On Tuesday, World Health Organization (WHO) spokesperson Christian Lindmeier recalled that, according to the latest UN-backed Integrated Food Security Phase Classification (IPC) report in August, over half a million people are trapped in the famine in Gaza.
He stressed that “640,000 people [are] facing catastrophic levels of food insecurity.”
“We know that most indicators are worsening,” said UNICEF’s Pires, warning that the famine that was declared in Gaza City “is slowly moving to the South as more people get displaced, leaving what is now again a combat zone”.
On Monday, OCHA reported a reduction in airstrikes in recent days, though shelling, gunfire, killings, and injuries of civilians continued.
According to health officials in Gaza, Israeli forces have killed over 66,000 Palestinians, most of whom were children, women, and elderly individuals, and injured more than 169,000 others in attacks on the Gaza Strip since October 2023. Among the fatalities are at least 562 aid workers, 376 United Nations staff members, 1,722 healthcare workers, and 251 journalists.
However, the true death toll is expected to be much higher. Thousands more are believed to be buried under the rubble. Additionally, it is estimated that thousands have died from indirect causes, including starvation, lack of medical care, dehydration, and lack of shelter.
Meanwhile, the number of casualties among people trying to access aid supplies has surged, reaching over 2,500 fatalities and approximately 19,000 injuries since the militarized supply site system was established in Gaza on May 27. Most of the deaths and injuries have occurred near the supply sites, with over 1,000 occurring along the supply routes.
According to UN commissions, international and Israeli human rights organizations, human rights experts, and the world's leading genocide scholars, Israel's actions in Gaza— including the blockade and obstruction of humanitarian aid — not only meet the legal definition of war crimes and crimes against humanity but also amount to genocide against Gaza's population.
They conclude that the Israeli government has deliberately inflicted living conditions intended to destroy a group or part of a group, as defined in the Genocide Convention. Genocide is widely regarded as one of the most egregious international crimes, alongside war crimes, crimes against humanity, and the crime of aggression.
At the same time, Israel's assault on Gaza is marked by grave war crimes and crimes against humanity perpetrated with impunity by Israeli military personnel and government officials.
These crimes include using starvation as a method of warfare, denying humanitarian aid, and collectively punishing civilians.
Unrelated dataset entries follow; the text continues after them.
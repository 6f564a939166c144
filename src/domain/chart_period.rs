use {
    crate::config::{CHART, KlineRequest, SimulatedChartParams},
    serde::{Deserialize, Serialize},
    strum_macros::{Display, EnumIter},
};

#[derive(
    Debug,
    Clone,
    Copy,
    PartialEq,
    Eq,
    Hash,
    Serialize,
    Deserialize,
    Display,
    EnumIter,
    Default,
    clap::ValueEnum,
)]
pub enum ChartPeriod {
    #[strum(to_string = "1D")]
    #[value(name = "1d")]
    #[default]
    Day,
    #[strum(to_string = "1W")]
    #[value(name = "1w")]
    Week,
    #[strum(to_string = "1M")]
    #[value(name = "1m")]
    Month,
    #[strum(to_string = "1Y")]
    #[value(name = "1y")]
    Year,
}

impl ChartPeriod {
    pub const ALL: [ChartPeriod; 4] = [
        ChartPeriod::Day,
        ChartPeriod::Week,
        ChartPeriod::Month,
        ChartPeriod::Year,
    ];

    pub fn kline_request(&self) -> KlineRequest {
        match self {
            ChartPeriod::Day => CHART.day,
            ChartPeriod::Week => CHART.week,
            ChartPeriod::Month => CHART.month,
            ChartPeriod::Year => CHART.year,
        }
    }

    pub fn simulated_spec(&self) -> &'static SimulatedChartParams {
        match self {
            ChartPeriod::Day => &CHART.sim_day,
            ChartPeriod::Week => &CHART.sim_week,
            ChartPeriod::Month => &CHART.sim_month,
            ChartPeriod::Year => &CHART.sim_year,
        }
    }
}

#[cfg(test)]
mod tests {
    use super::*;
    use crate::utils::TimeUtils;

    #[test]
    fn kline_requests_match_periods() {
        assert_eq!(
            ChartPeriod::Day.kline_request(),
            KlineRequest { interval_ms: TimeUtils::MS_IN_15_MIN, limit: 96 }
        );
        assert_eq!(ChartPeriod::Week.kline_request().limit, 168);
        assert_eq!(ChartPeriod::Month.kline_request().interval_ms, TimeUtils::MS_IN_4_H);
        assert_eq!(ChartPeriod::Year.kline_request().limit, 365);
    }

    #[test]
    fn display_uses_button_labels() {
        let labels: Vec<String> = ChartPeriod::ALL.iter().map(|p| p.to_string()).collect();
        assert_eq!(labels, ["1D", "1W", "1M", "1Y"]);
    }
}
// Domain types and value objects
mod asset_class;
mod candle;
mod chart_period;
mod instrument;
mod view;

// Re-export commonly used types to the world
pub use asset_class::AssetClass;
pub use candle::{BaseVol, Candle, QuoteVol};
pub use chart_period::ChartPeriod;
pub use instrument::Instrument;
pub use view::View;
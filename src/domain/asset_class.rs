use {
    serde::{Deserialize, Serialize},
    strum_macros::{Display, EnumIter},
};

/// Which instrument set (and which chart source) the dashboard shows.
#[derive(
    Debug,
    Clone,
    Copy,
    PartialEq,
    Eq,
    Hash,
    Serialize,
    Deserialize,
    Display,
    EnumIter,
    Default,
    clap::ValueEnum,
)]
pub enum AssetClass {
    #[strum(to_string = "Stocks")]
    Stocks,
    #[strum(to_string = "Forex")]
    Forex,
    #[strum(to_string = "Crypto")]
    #[default]
    Crypto,
}

impl AssetClass {
    /// Lowercase tag used in export file names.
    pub fn slug(&self) -> &'static str {
        match self {
            AssetClass::Stocks => "stocks",
            AssetClass::Forex => "forex",
            AssetClass::Crypto => "crypto",
        }
    }

    /// Crypto quotes come from the network, the rest are simulated locally.
    pub fn is_live(&self) -> bool {
        matches!(self, AssetClass::Crypto)
    }
}
//! Insight engine — rule-based recommendations over a generated batch.
//!
//! This engine:
//!   1. Surfaces priority actions for immediate attention
//!   2. Targets churn prevention at the worst segment and region
//!   3. Finds upsell, expansion, and referral revenue opportunities
//!   4. Compares channel, category, and resolution performance
//!   5. Scores each segment and region through a fixed rule ladder
//!   6. Mines pain-point keywords out of negative feedback text
//!   7. Rolls up success metrics across all three tables
//!
//! Pure function of its inputs: no I/O, no randomness, no state
//! beyond the static pain-point keyword list. Empty tables degrade
//! to empty or zero-valued sections — never an error.

use crate::{
    customer_gen::CustomerRecord,
    deal_gen::{DealRecord, DealStage},
    feedback_gen::{ChurnRisk, FeedbackRecord},
    stats::{group_by, mean, percentile, round_to},
};
use serde::{Deserialize, Serialize};

// ── Report types ─────────────────────────────────────────────────────────────

#[derive(Debug, Clone, Serialize, Deserialize)]
pub struct Report {
    pub priority_actions: Vec<PriorityAction>,
    pub churn_prevention: Vec<ChurnRecommendation>,
    pub revenue_opportunities: Vec<RevenueOpportunity>,
    pub operational_insights: Vec<OperationalInsight>,
    pub segment_insights: Vec<GroupInsight>,
    pub regional_insights: Vec<GroupInsight>,
    pub pain_point_analysis: PainPointAnalysis,
    pub success_metrics: SuccessMetrics,
}

#[derive(Debug, Clone, Serialize, Deserialize)]
pub struct PriorityAction {
    pub action: String,
    pub priority: String,
    pub impact: String,
    pub metric: String,
}

#[derive(Debug, Clone, Serialize, Deserialize)]
pub struct ChurnRecommendation {
    pub recommendation: String,
    pub reason: String,
    pub action: String,
}

#[derive(Debug, Clone, Serialize, Deserialize)]
pub struct RevenueOpportunity {
    pub opportunity: String,
    pub potential: String,
    pub action: String,
    pub candidate_count: usize,
}

#[derive(Debug, Clone, Serialize, Deserialize)]
pub struct OperationalInsight {
    pub insight: String,
    pub detail: String,
    pub recommendation: String,
}

#[derive(Debug, Clone, Serialize, Deserialize)]
pub struct GroupInsight {
    pub group: String,
    pub avg_sentiment: f64,
    pub high_risk_count: usize,
    pub avg_response_hours: f64,
    pub recommendation: String,
}

#[derive(Debug, Clone, Serialize, Deserialize)]
pub struct PainPointCount {
    pub pain_point: String,
    pub frequency: usize,
}

#[derive(Debug, Clone, Serialize, Deserialize)]
pub struct PainPointAnalysis {
    pub top_pain_points: Vec<PainPointCount>,
    pub total_pain_points: usize,
    pub unique_pain_points: usize,
    pub recommendations: Vec<String>,
}

#[derive(Debug, Clone, Serialize, Deserialize)]
pub struct SuccessMetrics {
    pub customer_satisfaction: SatisfactionMetrics,
    pub churn_metrics: ChurnMetrics,
    pub operational_metrics: OperationalMetrics,
    pub sales_metrics: SalesMetrics,
}

#[derive(Debug, Clone, Serialize, Deserialize)]
pub struct SatisfactionMetrics {
    pub avg_sentiment: f64,
    pub positive_sentiment_rate: f64,
    pub negative_sentiment_rate: f64,
}

#[derive(Debug, Clone, Serialize, Deserialize)]
pub struct ChurnMetrics {
    pub high_risk_rate: f64,
    pub low_risk_rate: f64,
}

#[derive(Debug, Clone, Serialize, Deserialize)]
pub struct OperationalMetrics {
    pub avg_response_hours: f64,
    pub resolution_rate: f64,
    pub feedback_volume: usize,
}

#[derive(Debug, Clone, Serialize, Deserialize)]
pub struct SalesMetrics {
    pub total_pipeline: f64,
    pub avg_deal_size: f64,
    pub win_rate: f64,
}

// ── Engine ───────────────────────────────────────────────────────────────────

/// Distinguishes the wording of segment vs. regional recommendations;
/// the rule ladder itself is shared.
#[derive(Debug, Clone, Copy, PartialEq, Eq)]
enum GroupKind {
    Segment,
    Region,
}

pub struct InsightEngine {
    pain_point_keywords: &'static [&'static str],
}

impl Default for InsightEngine {
    fn default() -> Self {
        Self::new()
    }
}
They also include carrying out indiscriminate attacks, targeting civilians, aid workers, and journalists; deliberately attacking civilian objects and undefended buildings; forcibly transferring people; torturing individuals; and forcibly disappearing people.
Human rights groups and rights experts have repeatedly demanded that governments around the world take immediate action in accordance with their international legal obligations to prevent and stop atrocity crimes and to protect civilians in the Gaza Strip, which includes imposing an arms embargo and implementing targeted sanctions against Israel. They have also called for support of the International Criminal Court (ICC).
Looking ahead, it will probably take years, maybe decades, to hold accountable the tens of thousands of Israeli government officials, military officers, and soldiers accused of committing some of the worst crimes known to humanity during the Gaza war, as well as those foreign nationals — including government officials and business leaders — complicit in these crimes.
Israeli courts and the ICC will hardly be able to cope. National courts in other countries operating under the principle of universal jurisdiction, as well as international criminal tribunals, will likely have to shoulder some of the caseload to end impunity in the Occupied Palestinian Territory once and for all.